The M2, a broad measure of money supply that covers cash in circulation and all deposits, rose 13.4 percent to 144.62 trillion yuan ($35.86 trillion) at the end of March compared to the same period last year, while M1 rose 22.1 percent to 41.16 trillion yuan, the Xinhua News Agency reported, citing data released by the People's Bank of China, the nation's central bank.
Tian noted that there is also a link between soaring leveraged investments in real estate and the emerging financing platform, as some money management products are actually part of illegal fundraising activities, and have become the financial channels for some real estate projects.

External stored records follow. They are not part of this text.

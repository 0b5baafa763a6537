//! The counter entity.
//!
//! Written in SeaORM's expanded form because the table name comes from
//! `common::naming` at runtime instead of a fixed attribute.

use chrono::Utc;
use sea_orm::entity::prelude::*;
use sea_orm::sea_query::StringLen;
use sea_orm::{NotSet, QueryFilter, QueryOrder, QuerySelect, Select, Set};
use serde::{Deserialize, Serialize};

use crate::custom_fields::{self, CustomFields};
use crate::errors::ModelError;
use crate::part::{self, PartEntry};

#[derive(Copy, Clone, Default, Debug, DeriveEntity)]
pub struct Entity;

impl EntityName for Entity {
    fn table_name(&self) -> &str {
        common::naming::counter_table()
    }
}

#[derive(Clone, Debug, PartialEq, DeriveModel, DeriveActiveModel, Serialize, Deserialize)]
pub struct Model {
    pub id: i32,
    pub active: bool,
    pub location: String,
    pub total_count: i32,
    pub source_count: i32,
    pub defects_count: i32,
    pub correct_count: i32,
    pub parts: Option<String>,
    pub custom_fields: Option<String>,
    pub created_at: DateTimeWithTimeZone,
    pub updated_at: DateTimeWithTimeZone,
}

#[derive(Copy, Clone, Debug, EnumIter, DeriveColumn)]
pub enum Column {
    Id,
    Active,
    Location,
    TotalCount,
    SourceCount,
    DefectsCount,
    CorrectCount,
    Parts,
    CustomFields,
    CreatedAt,
    UpdatedAt,
}

#[derive(Copy, Clone, Debug, EnumIter, DerivePrimaryKey)]
pub enum PrimaryKey {
    Id,
}

impl PrimaryKeyTrait for PrimaryKey {
    type ValueType = i32;

    fn auto_increment() -> bool {
        true
    }
}

impl ColumnTrait for Column {
    type EntityName = Entity;

    fn def(&self) -> ColumnDef {
        match self {
            Self::Id => ColumnType::Integer.def(),
            Self::Active => ColumnType::Boolean.def(),
            Self::Location => ColumnType::String(StringLen::N(255)).def(),
            Self::TotalCount | Self::SourceCount | Self::DefectsCount | Self::CorrectCount => {
                ColumnType::Integer.def()
            }
            Self::Parts | Self::CustomFields => ColumnType::Text.def().nullable(),
            Self::CreatedAt | Self::UpdatedAt => ColumnType::TimestampWithTimeZone.def(),
        }
    }
}

#[derive(Copy, Clone, Debug, EnumIter, DeriveRelation)]
pub enum Relation {}

impl ActiveModelBehavior for ActiveModel {}

impl Model {
    pub fn tally(&self) -> Tally {
        Tally {
            total: self.total_count,
            source: self.source_count,
            defects: self.defects_count,
            correct: self.correct_count,
        }
    }

    /// Part log, newest first.
    pub fn decoded_parts(&self) -> Result<Vec<PartEntry>, ModelError> {
        part::decode_stored(self.parts.as_deref())
    }

    pub fn decoded_custom_fields(&self) -> Result<CustomFields, ModelError> {
        custom_fields::decode_stored(self.custom_fields.as_deref())
    }
}

/// The four cumulative counters of a run.
#[derive(Clone, Copy, Debug, Default, PartialEq, Eq, Serialize, Deserialize)]
pub struct Tally {
    pub total: i32,
    pub source: i32,
    pub defects: i32,
    pub correct: i32,
}

impl Tally {
    pub fn validate(&self) -> Result<(), ModelError> {
        let fields = [
            ("total_count", self.total),
            ("source_count", self.source),
            ("defects_count", self.defects),
            ("correct_count", self.correct),
        ];
        match fields.iter().find(|(_, v)| *v < 0) {
            Some((name, v)) => Err(ModelError::Validation(format!("{name} must be >= 0, got {v}"))),
            None => Ok(()),
        }
    }
}

/// Active counters for `location`, lowest id first.
pub fn active_for(location: &str) -> Select<Entity> {
    Entity::find()
        .filter(Column::Location.eq(location))
        .filter(Column::Active.eq(true))
        .order_by_asc(Column::Id)
}

pub async fn find_active<C: ConnectionTrait>(db: &C, location: &str) -> Result<Option<Model>, ModelError> {
    Ok(active_for(location).one(db).await?)
}

/// Like [`find_active`], holding a row lock until the transaction ends on
/// backends that support `FOR UPDATE`.
pub async fn find_active_for_update<C: ConnectionTrait>(db: &C, location: &str) -> Result<Option<Model>, ModelError> {
    Ok(active_for(location).lock_exclusive().one(db).await?)
}

/// Insert a new counter row.
pub async fn create<C: ConnectionTrait>(
    db: &C,
    location: &str,
    tally: Tally,
    custom_fields: String,
    active: bool,
) -> Result<Model, ModelError> {
    tally.validate()?;
    let now: DateTimeWithTimeZone = Utc::now().into();
    let am = ActiveModel {
        id: NotSet,
        active: Set(active),
        location: Set(location.to_string()),
        total_count: Set(tally.total),
        source_count: Set(tally.source),
        defects_count: Set(tally.defects),
        correct_count: Set(tally.correct),
        parts: Set(None),
        custom_fields: Set(Some(custom_fields)),
        created_at: Set(now),
        updated_at: Set(now),
    };
    Ok(am.insert(db).await?)
}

There is no need to boost economic growth through increasing leverage, and policies for the stock market, the foreign exchange market and the housing market should be market-driven, People's Daily emphasized.
Mortgage loan risks
Strong growth in new lending to China's residential mortgage sector brings additional credit risks, Fitch Ratings said in a research note sent to the Global Times on Monday.
New mortgages worth 2.2 trillion yuan accounted for 45 percent of the increase in total loans at 14 rated Chinese banks in 2015, as weaker economic conditions suppressed demand for other types of lending, Fitch noted. However, easier access to mortgage loans, helped by more favorable layaway terms and an easing of home purchase restrictions in some cities, appear to have fueled a rise in real estate prices in first- and second-tier cities across China.
"Major economic indicators showed signs of recovery in the first quarter of 2016, which has been mainly helped by the booming housing market," said Liu Xuezhi, a macroeconomist at Bank of Communications.
Compared to the rising non-performing loans (NPLs) in the corporate sector, those in the mortgage sector are still "under control," Liu told the Global Times on Monday. "However, potential risks should also be taken into account, as in second- and third-tier cities, as real estate developers would face financial trouble when the demand remains weak," he said.
Economists said they also expect the country's monetary policy to become more neutral, which is also in line with the report which said "loosening monetary policy to boost economic growth should be totally abandoned."
Avoiding a downturn
The nation's economic growth will not be "U-shaped" nor "V-shaped" but "L-shaped," the person was quoted in the newspaper as saying.
An L-shaped recession describes a sharp drop in economic growth followed by a prolonged period of lower-level growth or even a contraction, which describes Japan's low and negative growth since the Japanese assets bubble burst in the 1990s, Robert Koepp, director of the Economist Corporate Network, a business advisory service within The Economist Group, told the Global Times on Monday.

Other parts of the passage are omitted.